DATASET EXTRACT>
┌──

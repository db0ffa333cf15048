pub mod config;
pub mod run;

use serde::Serialize;
use serde_json::Value;

#[derive(Debug, Clone)]
pub struct CommandResult {
    pub exit_code: u8,
    pub output: String,
}

#[derive(Debug, Serialize)]
struct CommandOutcome {
    command: String,
    status: String,
    error_class: Option<String>,
    message: String,
    #[serde(skip_serializing_if = "Option::is_none")]
    data: Option<Value>,
}

impl CommandResult {
    pub fn success_with_data(
        command: &str,
        message: impl Into<String>,
        data: Option<Value>,
    ) -> Self {
        let payload = CommandOutcome {
            command: command.to_string(),
            status: "ok".to_string(),
            error_class: None,
            message: message.into(),
            data,
        };
        Self { exit_code: 0, output: serialize_payload(payload) }
    }

    pub fn failure(
        command: &str,
        error_class: &str,
        message: impl Into<String>,
        exit_code: u8,
    ) -> Self {
        let payload = CommandOutcome {
            command: command.to_string(),
            status: "error".to_string(),
            error_class: Some(error_class.to_string()),
            message: message.into(),
            data: None,
        };
        Self { exit_code, output: serialize_payload(payload) }
    }
}

fn serialize_payload(payload: CommandOutcome) -> String {
    serde_json::to_string(&payload).unwrap_or_else(|error| {
        format!(
            "{{\"command\":\"unknown\",\"status\":\"error\",\"error_class\":\"serialization\",\"message\":\"{}\"}}",
            error.to_string().replace('\\', "\\\\").replace('"', "\\\"")
        )
    })
}
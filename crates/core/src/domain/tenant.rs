use serde::{Deserialize, Serialize};
use thiserror::Error;

use crate::domain::framework::SalesFramework;

#[derive(Clone, Debug, PartialEq, Eq, Hash, Serialize, Deserialize)]
pub struct TenantId(pub String);

/// Per-business options supplied by the caller. Read-only for the lifetime of a run.
#[derive(Clone, Debug, Default, PartialEq, Eq, Serialize, Deserialize)]
#[serde(default)]
pub struct TenantConfig {
    #[serde(alias = "tenantId")]
    pub tenant_id: String,
    #[serde(alias = "preferredFramework")]
    pub preferred_framework: Option<String>,
    #[serde(alias = "paymentEnabled")]
    pub payment_enabled: bool,
    #[serde(alias = "calendarLink")]
    pub calendar_link: Option<String>,
    #[serde(alias = "productDescription")]
    pub product_description: Option<String>,
}

#[derive(Clone, Debug, Error, PartialEq, Eq)]
pub enum TenantConfigError {
    #[error("tenant_id is required")]
    MissingTenantId,
    #[error("unknown sales framework `{0}` (expected BANT|SPIN|MEDDIC|CHANT)")]
    UnknownFramework(String),
    #[error("calendar_link must start with http:// or https://, got `{0}`")]
    InvalidCalendarLink(String),
}

impl TenantConfig {
    pub fn new(tenant_id: impl Into<String>) -> Self {
        Self { tenant_id: tenant_id.into(), ..Self::default() }
    }

    pub fn tenant_id(&self) -> TenantId {
        TenantId(self.tenant_id.trim().to_string())
    }

    /// Tenant override for the framework, if any. Blank values count as unset.
    pub fn preferred_framework(&self) -> Result<Option<SalesFramework>, TenantConfigError> {
        match non_blank(self.preferred_framework.as_deref()) {
            Some(name) => name.parse().map(Some),
            None => Ok(None),
        }
    }

    pub fn calendar_link(&self) -> Option<&str> {
        non_blank(self.calendar_link.as_deref())
    }

    pub fn product_description(&self) -> Option<&str> {
        non_blank(self.product_description.as_deref())
    }

    pub fn validate(&self) -> Result<(), TenantConfigError> {
        if self.tenant_id.trim().is_empty() {
            return Err(TenantConfigError::MissingTenantId);
        }

        self.preferred_framework()?;

        if let Some(link) = self.calendar_link() {
            if !link.starts_with("http://") && !link.starts_with("https://") {
                return Err(TenantConfigError::InvalidCalendarLink(link.to_string()));
            }
        }

        Ok(())
    }
}

fn non_blank(value: Option<&str>) -> Option<&str> {
    value.map(str::trim).filter(|value| !value.is_empty())
}

#[cfg(test)]
mod tests {
    use super::{TenantConfig, TenantConfigError};
    use crate::domain::framework::SalesFramework;

    #[test]
    fn accepts_camel_case_keys_from_callers() {
        let config: TenantConfig = serde_json::from_str(
            r#"{
                "tenantId": "demo_company",
                "preferredFramework": "MEDDIC",
                "paymentEnabled": true,
                "calendarLink": "https://calendly.com/demo-company",
                "productDescription": "AI-powered sales automation platform"
            }"#,
        )
        .expect("camelCase tenant config");

        assert_eq!(config.tenant_id, "demo_company");
        assert!(config.payment_enabled);
        assert_eq!(config.preferred_framework(), Ok(Some(SalesFramework::Meddic)));
        assert!(config.validate().is_ok());
    }

    #[test]
    fn missing_tenant_id_is_a_configuration_error() {
        let config: TenantConfig = toml::from_str("payment_enabled = true").expect("toml");
        assert_eq!(config.validate(), Err(TenantConfigError::MissingTenantId));
    }

    #[test]
    fn unknown_framework_is_reported_not_ignored() {
        let config = TenantConfig {
            preferred_framework: Some("CHALLENGER".to_string()),
            ..TenantConfig::new("acme")
        };

        assert_eq!(
            config.validate(),
            Err(TenantConfigError::UnknownFramework("CHALLENGER".to_string()))
        );
    }

    #[test]
    fn blank_optional_values_count_as_unset() {
        let config = TenantConfig {
            preferred_framework: Some("  ".to_string()),
            calendar_link: Some(String::new()),
            ..TenantConfig::new("acme")
        };

        assert_eq!(config.preferred_framework(), Ok(None));
        assert_eq!(config.calendar_link(), None);
        assert!(config.validate().is_ok());
    }

    #[test]
    fn calendar_link_must_be_http() {
        let config = TenantConfig {
            calendar_link: Some("calendly.com/acme".to_string()),
            ..TenantConfig::new("acme")
        };

        assert!(matches!(config.validate(), Err(TenantConfigError::InvalidCalendarLink(_))));
    }
}
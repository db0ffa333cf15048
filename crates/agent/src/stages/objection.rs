use anyhow::Result;
use leadflow_core::domain::conversation::ConversationState;
use leadflow_core::flows::StageEvent;
use tracing::{info, warn};

use crate::llm::LlmClient;
use crate::stages::prompt;

const DEFAULT_PRODUCT: &str = "our solution";
const EMPTY_REPLY_FALLBACK: &str =
    "I understand your concern. Could you tell me a bit more about what's holding you back?";

/// Answers the objection in the latest human turn and hands back to question generation.
pub async fn handle_objection(
    llm: &dyn LlmClient,
    state: &mut ConversationState,
) -> Result<StageEvent> {
    let objection = state.latest_human_text().unwrap_or_default().to_string();
    let product =
        state.tenant_config().product_description().unwrap_or(DEFAULT_PRODUCT).to_string();

    let reply = llm.complete(&prompt(objection_prompt(&objection, &product))).await?;
    let reply = reply.trim();

    if reply.is_empty() {
        warn!(
            event_name = "stage.objection.empty_reply",
            correlation_id = %state.conversation_id.0,
            tenant_id = %state.tenant_id.0,
            "objection reply was empty; using fallback acknowledgement"
        );
        state.push_agent(EMPTY_REPLY_FALLBACK);
    } else {
        state.push_agent(reply);
    }

    info!(
        event_name = "stage.objection.handled",
        correlation_id = %state.conversation_id.0,
        tenant_id = %state.tenant_id.0,
        "objection answered"
    );

    Ok(StageEvent::ObjectionAnswered)
}

fn objection_prompt(objection: &str, product: &str) -> String {
    format!(
        "Handle this customer objection professionally.\n\
         Objection: {objection}\n\
         Product/Service: {product}\n\n\
         Provide, in plain text:\n\
         1. Acknowledgment of the concern\n\
         2. A relevant counter-argument or clarification\n\
         3. A question to continue the conversation\n\n\
         Keep the response under 100 words."
    )
}
use std::collections::VecDeque;
use std::sync::{Arc, Mutex};

use anyhow::{anyhow, Result};
use async_trait::async_trait;
use serde::{Deserialize, Serialize};

#[derive(Clone, Copy, Debug, PartialEq, Eq, Serialize, Deserialize)]
#[serde(rename_all = "lowercase")]
pub enum PromptRole {
    System,
    User,
    Assistant,
}

impl PromptRole {
    pub fn as_str(&self) -> &'static str {
        match self {
            Self::System => "system",
            Self::User => "user",
            Self::Assistant => "assistant",
        }
    }
}

#[derive(Clone, Debug, PartialEq, Eq, Serialize, Deserialize)]
pub struct PromptMessage {
    pub role: PromptRole,
    pub content: String,
}

impl PromptMessage {
    pub fn system(content: impl Into<String>) -> Self {
        Self { role: PromptRole::System, content: content.into() }
    }

    pub fn user(content: impl Into<String>) -> Self {
        Self { role: PromptRole::User, content: content.into() }
    }
}

/// The inference service. Returns free text; callers parse it defensively.
/// An `Err` means the service itself could not be reached or refused the call.
#[async_trait]
pub trait LlmClient: Send + Sync {
    async fn complete(&self, messages: &[PromptMessage]) -> Result<String>;
}

/// Deterministic client that replays queued replies in order and records every prompt.
///
/// Once the script runs out it keeps answering with the fallback reply, if one was set,
/// and otherwise fails like an unreachable service.
#[derive(Clone, Default)]
pub struct ScriptedLlmClient {
    replies: Arc<Mutex<VecDeque<Result<String, String>>>>,
    fallback: Option<String>,
    prompts: Arc<Mutex<Vec<Vec<PromptMessage>>>>,
}

impl ScriptedLlmClient {
    pub fn new<I, S>(replies: I) -> Self
    where
        I: IntoIterator<Item = S>,
        S: Into<String>,
    {
        let client = Self::default();
        for reply in replies {
            client.push_reply(reply);
        }
        client
    }

    pub fn with_fallback(mut self, reply: impl Into<String>) -> Self {
        self.fallback = Some(reply.into());
        self
    }

    pub fn push_reply(&self, reply: impl Into<String>) {
        lock(&self.replies).push_back(Ok(reply.into()));
    }

    pub fn push_failure(&self, message: impl Into<String>) {
        lock(&self.replies).push_back(Err(message.into()));
    }

    pub fn prompts(&self) -> Vec<Vec<PromptMessage>> {
        lock(&self.prompts).clone()
    }

    pub fn call_count(&self) -> usize {
        lock(&self.prompts).len()
    }
}

#[async_trait]
impl LlmClient for ScriptedLlmClient {
    async fn complete(&self, messages: &[PromptMessage]) -> Result<String> {
        lock(&self.prompts).push(messages.to_vec());
        match lock(&self.replies).pop_front() {
            Some(Ok(reply)) => Ok(reply),
            Some(Err(message)) => Err(anyhow!(message)),
            None => self
                .fallback
                .clone()
                .ok_or_else(|| anyhow!("scripted inference client has no reply queued")),
        }
    }
}

fn lock<T>(mutex: &Mutex<T>) -> std::sync::MutexGuard<'_, T> {
    match mutex.lock() {
        Ok(guard) => guard,
        Err(poisoned) => poisoned.into_inner(),
    }
}
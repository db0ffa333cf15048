pub mod conversation;
pub mod framework;
pub mod tenant;
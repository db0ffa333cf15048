use std::fmt;
use std::str::FromStr;

use serde::{Deserialize, Serialize};

use crate::domain::tenant::TenantConfigError;

/// Sales-qualification methodology that decides which question bank is used.
#[derive(Clone, Copy, Debug, PartialEq, Eq, Hash, Serialize, Deserialize)]
#[serde(rename_all = "UPPERCASE")]
pub enum SalesFramework {
    Bant,
    Spin,
    Meddic,
    /// Reserved. Parses, but shares the BANT question bank and is never picked by industry.
    Chant,
}

impl SalesFramework {
    pub fn as_str(&self) -> &'static str {
        match self {
            Self::Bant => "BANT",
            Self::Spin => "SPIN",
            Self::Meddic => "MEDDIC",
            Self::Chant => "CHANT",
        }
    }

    /// Default framework for an industry when the tenant expresses no preference.
    pub fn for_industry(industry: Option<&str>) -> Self {
        let normalized = industry.map(|value| value.trim().to_ascii_lowercase());
        match normalized.as_deref() {
            Some("technology" | "saas" | "enterprise") => Self::Meddic,
            Some("healthcare" | "finance") => Self::Bant,
            _ => Self::Spin,
        }
    }
}

impl fmt::Display for SalesFramework {
    fn fmt(&self, f: &mut fmt::Formatter<'_>) -> fmt::Result {
        f.write_str(self.as_str())
    }
}

impl FromStr for SalesFramework {
    type Err = TenantConfigError;

    fn from_str(value: &str) -> Result<Self, Self::Err> {
        match value.trim().to_ascii_uppercase().as_str() {
            "BANT" => Ok(Self::Bant),
            "SPIN" => Ok(Self::Spin),
            "MEDDIC" => Ok(Self::Meddic),
            "CHANT" => Ok(Self::Chant),
            _ => Err(TenantConfigError::UnknownFramework(value.to_string())),
        }
    }
}

#[cfg(test)]
mod tests {
    use super::SalesFramework;
    use crate::domain::tenant::TenantConfigError;

    #[test]
    fn industry_rule_picks_meddic_for_technology_buyers() {
        assert_eq!(SalesFramework::for_industry(Some("technology")), SalesFramework::Meddic);
        assert_eq!(SalesFramework::for_industry(Some(" SaaS ")), SalesFramework::Meddic);
        assert_eq!(SalesFramework::for_industry(Some("enterprise")), SalesFramework::Meddic);
    }

    #[test]
    fn industry_rule_picks_bant_for_regulated_industries() {
        assert_eq!(SalesFramework::for_industry(Some("healthcare")), SalesFramework::Bant);
        assert_eq!(SalesFramework::for_industry(Some("Finance")), SalesFramework::Bant);
    }

    #[test]
    fn industry_rule_defaults_to_spin() {
        assert_eq!(SalesFramework::for_industry(Some("retail")), SalesFramework::Spin);
        assert_eq!(SalesFramework::for_industry(None), SalesFramework::Spin);
    }

    #[test]
    fn parses_case_insensitively_and_rejects_unknown_names() {
        assert_eq!("meddic".parse::<SalesFramework>(), Ok(SalesFramework::Meddic));
        assert_eq!("CHANT".parse::<SalesFramework>(), Ok(SalesFramework::Chant));

        let error = "SANDLER".parse::<SalesFramework>().expect_err("unknown framework");
        assert_eq!(error, TenantConfigError::UnknownFramework("SANDLER".to_string()));
    }
}
//! One handler per conversation stage. Each handler mutates the state and
//! reports the event the flow table consumes next; none of them chooses the
//! next stage itself.

pub mod closing;
pub mod context;
pub mod decision;
pub mod evaluation;
pub mod framework;
pub mod objection;
pub mod question;

use crate::llm::PromptMessage;

const ASSISTANT_PERSONA: &str =
    "You are a sales qualification assistant for a B2B software company. \
     When asked for JSON, reply with a single JSON object and nothing else.";

fn prompt(body: String) -> Vec<PromptMessage> {
    vec![PromptMessage::system(ASSISTANT_PERSONA), PromptMessage::user(body)]
}
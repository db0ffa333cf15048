pub mod commands;
pub mod logging;

use clap::{Parser, Subcommand};
use leadflow_core::config::{ConfigOverrides, LlmProvider};
use std::path::PathBuf;
use std::process::ExitCode;

#[derive(Debug, Parser)]
#[command(
    name = "leadflow",
    about = "Leadflow sales-qualification CLI",
    long_about = "Run sales-qualification conversations against the configured inference service and inspect configuration.",
    after_help = "Examples:\n  leadflow run --message \"Hi, we're evaluating tools\" --tenant tenant.toml\n  leadflow config"
)]
pub struct Cli {
    #[command(subcommand)]
    command: Command,
}

#[derive(Debug, Subcommand)]
enum Command {
    #[command(about = "Run one qualification conversation and print the outcome as JSON")]
    Run {
        #[arg(long, help = "Opening customer message")]
        message: String,
        #[arg(long, help = "Tenant configuration file (.toml or .json)")]
        tenant: PathBuf,
        #[arg(long, help = "Application config file (defaults to leadflow.toml)")]
        config: Option<PathBuf>,
        #[arg(long, help = "Override llm.provider (openai|anthropic|ollama)")]
        provider: Option<LlmProvider>,
        #[arg(long, help = "Override llm.model")]
        model: Option<String>,
        #[arg(long, help = "Override engine.max_steps")]
        max_steps: Option<u32>,
        #[arg(long, help = "Override logging.level")]
        log_level: Option<String>,
    },
    #[command(
        about = "Inspect effective configuration values with source attribution and redaction"
    )]
    Config {
        #[arg(long, help = "Application config file (defaults to leadflow.toml)")]
        config: Option<PathBuf>,
    },
}

pub fn run() -> ExitCode {
    let cli = Cli::parse();

    let result = match cli.command {
        Command::Run { message, tenant, config, provider, model, max_steps, log_level } => {
            let overrides = ConfigOverrides {
                log_level,
                llm_provider: provider,
                llm_model: model,
                max_steps,
                ..ConfigOverrides::default()
            };
            commands::run::run(&commands::run::RunArgs { message, tenant, config, overrides })
        }
        Command::Config { config } => commands::config::run(config.as_deref()),
    };

    println!("{}", result.output);
    ExitCode::from(result.exit_code)
}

└──

Copy all lines from the data above that contain the word "toml".

REPLY TO THE TASK>
        let config: TenantConfig = toml::from_str("payment_enabled = true").expect("toml");
    after_help = "Examples:\n  leadflow run --message \"Hi, we're evaluating tools\" --tenant tenant.toml\n  leadflow config"
        #[arg(long, help = "Tenant configuration file (.toml or .json)")]
        #[arg(long, help = "Application config file (defaults to leadflow.toml)")]
        #[arg(long, help = "Application config file (defaults to leadflow.toml)")]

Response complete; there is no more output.